What to do:
The lines to extract run from the first line of the entries through the line that contains "for statement in"; reproduce exactly those lines and no others.

Given information:
—————

//! Parsers turning override source contents into ordered patches.

use crate::ConfigError;
use crate::value::RawValue;
use regex::Regex;
use serde_json::Value;
use std::sync::LazyLock;

/// Prefix used by deployment files that assign into the portal's global object.
const GLOBAL_OBJECT_PREFIX: &str = "appConfig.";

const BYTE_ORDER_MARK: char = '\u{feff}';

static ASSIGNMENT: LazyLock<Regex> = LazyLock::new(|| {
    Regex::new(r"^([A-Za-z_$][A-Za-z0-9_$]*(?:\.[A-Za-z_$][A-Za-z0-9_$]*)+)\s*=\s*(\S.*?)\s*$")
        .expect("assignment pattern is valid")
});

/// One key assignment read from a source.
#[derive(Debug, Clone, PartialEq, Eq)]
pub struct PatchEntry {
    pub key: String,
    pub value: RawValue,
    /// Line within the source, when the format tracks it.
    pub line: Option<usize>,
}

/// Ordered assignments from a single override source.
#[derive(Debug, Clone, PartialEq, Eq)]
pub struct RawPatch {
    /// Human-readable label of the source (layer kind and path).
    pub source: String,
    pub entries: Vec<PatchEntry>,
}

impl RawPatch {
    pub fn new(source: impl Into<String>) -> Self {
        Self {
            source: source.into(),
            entries: Vec::new(),
        }
    }

    /// Append an assignment, mostly useful when building patches in code.
    pub fn set(mut self, key: &str, value: impl Into<RawValue>) -> Self {
        self.entries.push(PatchEntry {
            key: key.to_string(),
            value: value.into(),
            line: None,
        });
        self
    }

    /// `label:line` for entries that carry a line number.
    pub(crate) fn origin(&self, entry: &PatchEntry) -> String {
        match entry.line {
            Some(line) => format!("{}:{line}", self.source),
            None => self.source.clone(),
        }
    }
}

/// Parse `<namespace>.<field> = <value>` statements.
pub fn parse_assignments(label: &str, contents: &str) -> Result<RawPatch, ConfigError> {
    let contents = strip_bom(contents);
    let mut patch = RawPatch::new(label);
    for statement in split_statements(label, contents)? {
        let text = statement.text.trim();
        let text = text.strip_prefix(GLOBAL_OBJECT_PREFIX).unwrap_or(text);
        let Some(captures) = ASSIGNMENT.captures(text) else {
            let message = if !text.contains('=') && text.contains(':') {
                "expected `=` assignment, `:` is not a valid separator"
            } else {
                "expected `<namespace>.<field> = <value>`"
            };
            return Err(ConfigError::parse(
                label,
                Some(statement.line),
                statement.text.trim(),
                message,
            ));
        };
        let value = parse_value(&captures[2]).map_err(|message| {
            ConfigError::parse(label, Some(statement.line), statement.text.trim(), message)
        })?;
        patch.entries.push(PatchEntry {
            key: captures[1].to_string(),
            value,
            line: Some(statement.line),
        });
    }
    Ok(patch)
}

/// Parse a JSON5 document of nested namespace objects.
pub fn parse_json5(label: &str, contents: &str) -> Result<RawPatch, ConfigError> {
    let contents = strip_bom(contents);
    let value: Value = json5::from_str(contents).map_err(|err| {
        // json5 positions are zero-based.
        let line = err.position().map(|position| position.line + 1);
        let content = match line {
            Some(line) => contents.lines().nth(line - 1).unwrap_or_default().trim().to_string(),
            None => snippet(contents),
        };
        ConfigError::parse(label, line, content, err.to_string())
    })?;
    let Value::Object(map) = value else {
        return Err(ConfigError::parse(
            label,
            None,
            snippet(contents),
            "expected a top-level object",
        ));
    };
    let mut patch = RawPatch::new(label);
    flatten(label, "", &map, &mut patch)?;
    Ok(patch)
}

fn flatten(
    label: &str,
    prefix: &str,
    map: &serde_json::Map<String, Value>,
    patch: &mut RawPatch,
) -> Result<(), ConfigError> {
    for (key, value) in map {
        let path = if prefix.is_empty() {
            key.clone()
        } else {
            format!("{prefix}.{key}")
        };
        let raw = match value {
            Value::Object(nested) => {
                flatten(label, &path, nested, patch)?;
                continue;
            }
            Value::String(text) => RawValue::Text(text.clone()),
            Value::Bool(flag) => RawValue::Bool(*flag),
            Value::Null => RawValue::Absent,
            other => {
                return Err(ConfigError::parse(
                    label,
                    None,
                    format!("{path}: {other}"),
                    "only strings, booleans and null are supported",
                ));
            }
        };
        patch.entries.push(PatchEntry {
            key: path,
            value: raw,
            line: None,
        });
    }
    Ok(())
}

fn strip_bom(contents: &str) -> &str {
    contents.strip_prefix(BYTE_ORDER_MARK).unwrap_or(contents)
}

fn snippet(contents: &str) -> String {
    let first = contents.trim().lines().next().unwrap_or_default();
    if first.chars().count() > 60 {
        format!("{}...", first.chars().take(60).collect::<String>())
    } else {
        first.to_string()
    }
}

/// A statement with comments removed and the line it started on.
#[derive(Debug)]
struct Statement {
    line: usize,
    text: String,
}

/// Split source text into statements on `;` and newlines, dropping comments.
/// A line ending in `=` continues onto the next line.
fn split_statements(label: &str, contents: &str) -> Result<Vec<Statement>, ConfigError> {
    let mut statements = Vec::new();
    let mut current = String::new();
    let mut start_line = 1;
    let mut line = 1;
    let mut quote: Option<char> = None;
    let mut chars = contents.chars().peekable();

    let mut flush = |current: &mut String, start_line: usize| {
        if !current.trim().is_empty() {
            statements.push(Statement {
                line: start_line,
                text: std::mem::take(current),
            });
        }
        current.clear();
    };

    while let Some(c) = chars.next() {
        if let Some(open) = quote {
            match c {
                '\\' => {
                    current.push(c);
                    if let Some(escaped) = chars.next() {
                        current.push(escaped);
                    }
                }
                '\n' => {
                    return Err(ConfigError::parse(
                        label,
                        Some(line),
                        current.trim(),
                        "unterminated string",
                    ));
                }
                _ => {
                    current.push(c);
                    if c == open {
                        quote = None;
                    }
                }
            }
            continue;
        }

        match c {
            '"' | '\'' => {
                quote = Some(c);
                current.push(c);
            }
            '/' if chars.peek() == Some(&'/') => {
                while chars.peek().is_some_and(|next| *next != '\n') {
                    chars.next();
                }
            }
            '/' if chars.peek() == Some(&'*') => {
                chars.next();
                let opened_at = line;
                let mut closed = false;
                while let Some(inner) = chars.next() {
                    if inner == '\n' {
                        line += 1;
                    } else if inner == '*' && chars.peek() == Some(&'/') {
                        chars.next();
                        closed = true;
                        break;
                    }
                }
                if !closed {
                    return Err(ConfigError::parse(
                        label,
                        Some(opened_at),
                        "/*",
                        "unterminated block comment",
                    ));
                }
                current.push(' ');
            }
            ';' => flush(&mut current, start_line),
            '\n' if current.trim_end().ends_with('=') => {
                current.push(' ');
                line += 1;
            }
            '\n' => {
                flush(&mut current, start_line);
                line += 1;
            }
            _ => {
                if current.trim().is_empty() && !c.is_whitespace() {
                    start_line = line;
                }
                current.push(c);
            }
        }
    }

    if quote.is_some() {
        return Err(ConfigError::parse(
            label,
            Some(line),
            current.trim(),
            "unterminated string",
        ));
    }
    flush(&mut current, start_line);
    Ok(statements)
}

/// Parse the right-hand side of an assignment.
fn parse_value(raw: &str) -> Result<RawValue, String> {
    match raw {
        "true" => return Ok(RawValue::Bool(true)),
        "false" => return Ok(RawValue::Bool(false)),
        "null" | "undefined" => return Ok(RawValue::Absent),
        _ => {}
    }

    let mut chars = raw.chars();
    let open = match chars.next() {
        Some(open @ ('"' | '\'')) => open,
        _ => return Err(format!("unsupported value `{raw}`")),
    };

    let mut text = String::new();
    let mut closed = false;
    while let Some(c) = chars.next() {
        if closed {
            return Err(format!("unexpected content after string in `{raw}`"));
        }
        match c {
            '\\' => {
                let escaped = match chars.next() {
                    Some('n') => '\n',
                    Some('t') => '\t',
                    Some('r') => '\r',
                    Some(c @ ('"' | '\'' | '\\' | '/')) => c,
                    Some(other) => return Err(format!("unsupported escape `\\{other}`")),
                    None => return Err("dangling escape".to_string()),
                };
                text.push(escaped);
            }
            c if c == open => closed = true,
            c => text.push(c),
        }
    }

    if closed {
        Ok(RawValue::Text(text))
    } else {
        Err("unterminated string".to_string())
    }
}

—————

Problem solution:
//! Parsers turning override source contents into ordered patches.

use crate::ConfigError;
use crate::value::RawValue;
use regex::Regex;
use serde_json::Value;
use std::sync::LazyLock;

/// Prefix used by deployment files that assign into the portal's global object.
const GLOBAL_OBJECT_PREFIX: &str = "appConfig.";

const BYTE_ORDER_MARK: char = '\u{feff}';

static ASSIGNMENT: LazyLock<Regex> = LazyLock::new(|| {
    Regex::new(r"^([A-Za-z_$][A-Za-z0-9_$]*(?:\.[A-Za-z_$][A-Za-z0-9_$]*)+)\s*=\s*(\S.*?)\s*$")
        .expect("assignment pattern is valid")
});

/// One key assignment read from a source.
#[derive(Debug, Clone, PartialEq, Eq)]
pub struct PatchEntry {
    pub key: String,
    pub value: RawValue,
    /// Line within the source, when the format tracks it.
    pub line: Option<usize>,
}

/// Ordered assignments from a single override source.
#[derive(Debug, Clone, PartialEq, Eq)]
pub struct RawPatch {
    /// Human-readable label of the source (layer kind and path).
    pub source: String,
    pub entries: Vec<PatchEntry>,
}

impl RawPatch {
    pub fn new(source: impl Into<String>) -> Self {
        Self {
            source: source.into(),
            entries: Vec::new(),
        }
    }

    /// Append an assignment, mostly useful when building patches in code.
    pub fn set(mut self, key: &str, value: impl Into<RawValue>) -> Self {
        self.entries.push(PatchEntry {
            key: key.to_string(),
            value: value.into(),
            line: None,
        });
        self
    }

    /// `label:line` for entries that carry a line number.
    pub(crate) fn origin(&self, entry: &PatchEntry) -> String {
        match entry.line {
            Some(line) => format!("{}:{line}", self.source),
            None => self.source.clone(),
        }
    }
}

/// Parse `<namespace>.<field> = <value>` statements.
pub fn parse_assignments(label: &str, contents: &str) -> Result<RawPatch, ConfigError> {
    let contents = strip_bom(contents);
    let mut patch = RawPatch::new(label);
    for statement in split_statements(label, contents)? {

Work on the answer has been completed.